Luther’s theses were prompted by what are called ‘indulgences’. It was being taught that by purchasing a piece of paper known as an indulgence (sanctioned by a bishop or by the Pope) it was possible to get remission from Purgatory and to have sins forgiven. It was when an indulgence seller by the name of Johann Tetzel came to Wittenberg that Luther posted his theses.
The Reformation, of course, did not spring ready-made in October 1517. It was a complex movement and, for Martin Luther himself, many factors came together in its origins, including personal, ecclesial, political, biblical and theological factors. It was also a slow, developing process, although punctuated by moments of crisis.

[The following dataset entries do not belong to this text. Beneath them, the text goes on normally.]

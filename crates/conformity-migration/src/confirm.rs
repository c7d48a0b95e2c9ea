//! Operator interaction seam.
//!
//! Destructive steps go through a confirm-then-reconfirm gate; manual steps
//! (inviting users, updating CloudFormation stacks) block until the operator
//! acknowledges.  The CLI wires in a dialoguer-backed implementation; tests
//! and `--assume-yes` runs use [`AssumeAnswer`].

/// Interactive prompts, injected so migration logic stays testable.
pub trait Prompter {
    /// Yes/no question.
    fn confirm(&self, message: &str) -> bool;

    /// Free-form input.
    fn input(&self, message: &str) -> String;

    /// Masked input for credentials.
    fn secret(&self, message: &str) -> String;

    /// Display a message the operator must act on before continuing.
    fn acknowledge(&self, message: &str);

    /// Yes/no with an are-you-sure follow-up.  An unconfident "yes"
    /// (declined on the follow-up) re-asks the original question.
    fn confirm_sure(&self, message: &str) -> bool {
        loop {
            if !self.confirm(message) {
                return false;
            }
            if self.confirm("You chose Yes. Are you sure?") {
                return true;
            }
        }
    }
}

/// Non-interactive prompter giving the same answer to every question.
#[derive(Debug, Clone, Copy)]
pub struct AssumeAnswer(pub bool);

impl Prompter for AssumeAnswer {
    fn confirm(&self, _message: &str) -> bool {
        self.0
    }

    fn input(&self, _message: &str) -> String {
        String::new()
    }

    fn secret(&self, _message: &str) -> String {
        String::new()
    }

    fn acknowledge(&self, _message: &str) {}

    fn confirm_sure(&self, _message: &str) -> bool {
        self.0
    }
}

In 1505 Luther had entered an Augustinian monastery and for years he struggled to understand God and his grace. It was during this time, in 1513, when he was studying Romans and Galatians that Luther finally came to his greatest discovery, namely, an understanding of justification. He saw that the only way to be justified in God’s sight was by faith and not by religious rites and sacraments. In this way he re-discovered the doctrine of justification by faith. He wrote later, ‘I felt as if born again, and it seemed to me as though heaven’s gates stood full open before me, and that I was joyfully entering therein’. Having re-discovered the truth that salvation is by the grace of God through faith in Jesus Christ, Luther continued to study the Scriptures in depth (as well as translating them into German) and began to see other areas where the Church was out of step with Scripture and needed to be reformed.

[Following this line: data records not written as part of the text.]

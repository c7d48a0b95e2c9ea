//! Parse errors for API resource payloads.

use thiserror::Error;

pub type ModelResult<T> = Result<T, ModelError>;

#[derive(Debug, Error)]
pub enum ModelError {
    /// A required field was absent or had the wrong JSON type.
    #[error("missing or invalid field '{field}' in {resource} resource")]
    MissingField {
        resource: &'static str,
        field: &'static str,
    },

    /// The resource payload was not the expected JSON shape.
    #[error("malformed {resource} resource: {detail}")]
    Malformed {
        resource: &'static str,
        detail: String,
    },
}

impl ModelError {
    pub(crate) fn missing(resource: &'static str, field: &'static str) -> Self {
        Self::MissingField { resource, field }
    }
}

It is important to remember, however, that Martin Luther was seeking the reformation of the Church rather than the creation of a new Church. Indeed, the very idea of a new Church was something entirely foreign to the mindset of medieval Christians. Whereas the publication of his Ninety-Five Theses in October 1517 is regarded by many as the spark which created the Protestant churches, nothing was further from Luther’s mind. As a priest and university professor, he had identified a pastoral problem relating to the sale of indulgences. When he issued his Ninety-Five Theses, he intended to begin a debate so as to reform the practice.
Luther continued to protest about various matters and was fiercely opposed. His books were publicly burned, and his life was in constant danger. He did, however, have some powerful friends who protected him and gave him sanctuary while he worked.
The Church authorities eventually took action against Martin Luther and excommunicated him. By this action, the creation of a new Church was forced upon him, but this was not his original intention. It is to be regretted that Luther ultimately failed in his attempt to reform the Church. Instead, a new church was formed. Shortly afterwards, another division took place, with Zwingli and others, leading to the formation of yet another Church. Since then, Protestantism has demonstrated an infinite capacity for disruption, schism, secession and division.
Once again today, we find the Church in need of reformation. The Church of Scotland needs to be reformed according to Scripture. Sadly, some have left the Church to form new congregations or denominations, or to join existing ones. Martin Luther’s approach was the correct one: work for the reformation of the Church from within. If this fails, or if like Luther we are put out of the Church for our refusal to conform, then at least we will have tried. The last thing Scotland needs is more division, disruption and schism. Let us work and pray in our day, as Luther did, for the Reformation of the Church.
We owe a great debt to this scholarly man who found in Scripture what the Church of his day had forgotten. This year, as we mark the 500th anniversary, take time to reflect on the true meaning of justification by faith.